Bu açıklamalarla Türk Milletinin rencide edildiği ve batı başkentlerinin etkisiyle bu açıklamaların yapıldığı eleştiriler üzerine Davutoğlu, ‘Türkiye baskılar altında açıklama yapmaz’ demişti.
‘İmam cemaat’ tekerlemesinde olduğu gibi; Türkiye’nin yöneticileri böyle konuşunca Almanya da Türkiye’nin yöneticilerinden aldığı cesaretle kini, nefretini kustu.
Siyasilerin art niyetlerine rağmen Türk - Alman dostluğunun sürmesi için, federal meclis geri adıma zorlanmalı, yanlış yaptıklarını kabul ederek özre zorlanmalıdır.
Akçam, Komünist terörist ‘bilirkişi’
3,5 milyonluk, aç, Türkiye’ye muhtaç Ermenistan’la baş edemiyoruz.
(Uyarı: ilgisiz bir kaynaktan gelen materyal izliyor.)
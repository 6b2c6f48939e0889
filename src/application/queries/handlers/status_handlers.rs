//! Status Query Handlers - 后端与缓存的运行状态
//!
//! 只读快照，供运维排查用，不参与合成流水线

use std::sync::Arc;

use crate::application::dispatch::SynthesisDispatcher;
use crate::application::error::ApplicationError;
use crate::application::ports::{AudioStorePort, RenderCachePort};
use crate::application::queries::{GetCacheStats, ListBackends};

// ============================================================================
// Response DTOs
// ============================================================================

/// 单个后端的状态快照
#[derive(Debug, Clone)]
pub struct BackendStatusResponse {
    pub name: String,
    pub enabled: bool,
    pub priority: i32,
    pub supports_cloning: bool,
    pub healthy: bool,
    pub attempts: u64,
    pub failures: u64,
    pub last_error: Option<String>,
}

/// 渲染缓存与音频库统计
#[derive(Debug, Clone)]
pub struct CacheStatsResponse {
    pub total_entries: usize,
    pub total_size_bytes: u64,
    pub hit_count: u64,
    pub miss_count: u64,
    pub store_used_bytes: u64,
    pub store_blob_count: u64,
}

// ============================================================================
// Handlers
// ============================================================================

/// ListBackends Handler
pub struct ListBackendsHandler {
    dispatcher: Arc<SynthesisDispatcher>,
}

impl ListBackendsHandler {
    pub fn new(dispatcher: Arc<SynthesisDispatcher>) -> Self {
        Self { dispatcher }
    }

    pub async fn handle(
        &self,
        _query: ListBackends,
    ) -> Result<Vec<BackendStatusResponse>, ApplicationError> {
        let mut statuses = Vec::new();
        for backend in self.dispatcher.registered() {
            let healthy = backend.descriptor.enabled && backend.client.health_check().await;
            let counters = self.dispatcher.counters(&backend.descriptor.name);
            statuses.push(BackendStatusResponse {
                name: backend.descriptor.name.clone(),
                enabled: backend.descriptor.enabled,
                priority: backend.descriptor.priority,
                supports_cloning: backend.descriptor.supports_cloning,
                healthy,
                attempts: counters.attempts,
                failures: counters.failures,
                last_error: counters.last_error,
            });
        }
        Ok(statuses)
    }
}

/// GetCacheStats Handler
pub struct CacheStatsHandler {
    render_cache: Arc<dyn RenderCachePort>,
    audio_store: Arc<dyn AudioStorePort>,
}

impl CacheStatsHandler {
    pub fn new(render_cache: Arc<dyn RenderCachePort>, audio_store: Arc<dyn AudioStorePort>) -> Self {
        Self {
            render_cache,
            audio_store,
        }
    }

    pub async fn handle(&self, _query: GetCacheStats) -> Result<CacheStatsResponse, ApplicationError> {
        let cache = self.render_cache.stats().await;
        let store = self.audio_store.stats().await?;
        Ok(CacheStatsResponse {
            total_entries: cache.total_entries,
            total_size_bytes: cache.total_size_bytes,
            hit_count: cache.hit_count,
            miss_count: cache.miss_count,
            store_used_bytes: store.used_bytes,
            store_blob_count: store.blob_count,
        })
    }
}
Dedelerimizi, ninelerimizi katledenlerin torunları, büyükelçilerimizi ve onların eş ve çocuklarını katledenlerin akrabaları hesap verecek yerde nasıl oluyor da hesap soruyor?
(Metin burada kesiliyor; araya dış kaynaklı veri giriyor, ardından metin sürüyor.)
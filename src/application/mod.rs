//! 应用层 - 用例编排
//!
//! 包含：
//! - ports: 六边形架构端口定义（SpeechBackend、RenderCache、AudioStore、Store 等）
//! - commands: CQRS 命令及处理器
//! - queries: CQRS 查询及处理器
//! - resolver: 声音身份解析链
//! - dispatch: 合成后端调度
//! - retry: 重试策略
//! - error: 应用层错误定义

pub mod commands;
pub mod dispatch;
pub mod error;
pub mod ports;
pub mod queries;
pub mod resolver;
pub mod retry;

// Re-exports
pub use commands::{
    // Speech commands
    CacheStatus,
    SynthesizeSpeech,
    SynthesizeSpeechResponse,
    // Handlers
    handlers::{SynthesisSettings, SynthesizeSpeechHandler},
};

pub use dispatch::{
    BackendCounters, BackendDescriptor, DispatchOutcome, RegisteredBackend, SynthesisDispatcher,
};

pub use error::{ApplicationError, SynthesisFailureKind};

pub use ports::{
    // Render cache
    normalize_text,
    render_cache_key,
    CacheError,
    CacheStats,
    RenderCachePort,
    RenderEntry,
    // Audio store
    AudioStoreError,
    AudioStorePort,
    StoreStats,
    // Repositories
    ContentStorePort,
    ContentVoiceContext,
    PersistOutcome,
    ProfileStorePort,
    RepositoryError,
    // Speech backend
    BackendError,
    JobVoice,
    SpeechBackendPort,
    SynthesisJob,
    SynthesizedAudio,
};

pub use queries::{
    // Status queries
    GetCacheStats,
    ListBackends,
    // Handlers
    handlers::{BackendStatusResponse, CacheStatsHandler, CacheStatsResponse, ListBackendsHandler},
};

pub use resolver::{ResolveRequest, VoiceResolver};
pub use retry::RetryPolicy;
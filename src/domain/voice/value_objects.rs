//! Voice Context - Value Objects

use serde::{Deserialize, Serialize};
use uuid::Uuid;

/// 声音身份唯一标识
#[derive(Debug, Clone, PartialEq, Eq, Hash, Serialize, Deserialize)]
pub struct IdentityId(Uuid);

impl IdentityId {
    pub fn new() -> Self {
        Self(Uuid::new_v4())
    }

    pub fn from_uuid(uuid: Uuid) -> Self {
        Self(uuid)
    }

    pub fn as_uuid(&self) -> &Uuid {
        &self.0
    }
}

impl Default for IdentityId {
    fn default() -> Self {
        Self::new()
    }
}

impl std::fmt::Display for IdentityId {
    fn fmt(&self, f: &mut std::fmt::Formatter<'_>) -> std::fmt::Result {
        write!(f, "{}", self.0)
    }
}

/// 预设声音名称
///
/// 解析不到声音身份时使用的兜底声音,由调用方在请求里指定
#[derive(Debug, Clone, PartialEq, Eq, Serialize, Deserialize)]
pub struct FallbackVoice(String);

impl FallbackVoice {
    pub fn new(name: impl Into<String>) -> Result<Self, &'static str> {
        let name = name.into();
        if name.trim().is_empty() {
            return Err("预设声音名称不能为空");
        }
        if name.len() > 64 {
            return Err("预设声音名称长度不能超过64字符");
        }
        Ok(Self(name))
    }

    pub fn as_str(&self) -> &str {
        &self.0
    }
}

impl std::fmt::Display for FallbackVoice {
    fn fmt(&self, f: &mut std::fmt::Formatter<'_>) -> std::fmt::Result {
        write!(f, "{}", self.0)
    }
}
‘Dedelerimizin toprağına İncirlik üssünü inşa ettiler’ diyen ve 100 milyon dolara yakın tazminat talep eden Ermeniler’in ABD’de Türkiye aleyhinde açtığı davada, 1915 olaylarını ‘soykırım’ olarak nitelendiren Prof. Dr. Taner Akçam kendini bu konunun en önemli uzmanlarından biri olarak tanıtarak davacılar lehine bir rapor gönderdi. Kayıtlara “Akçam Deklarasyonu” olarak geçen bu metinde Akçam, İncirlik’e ‘Ermeni toprağı’ diyor.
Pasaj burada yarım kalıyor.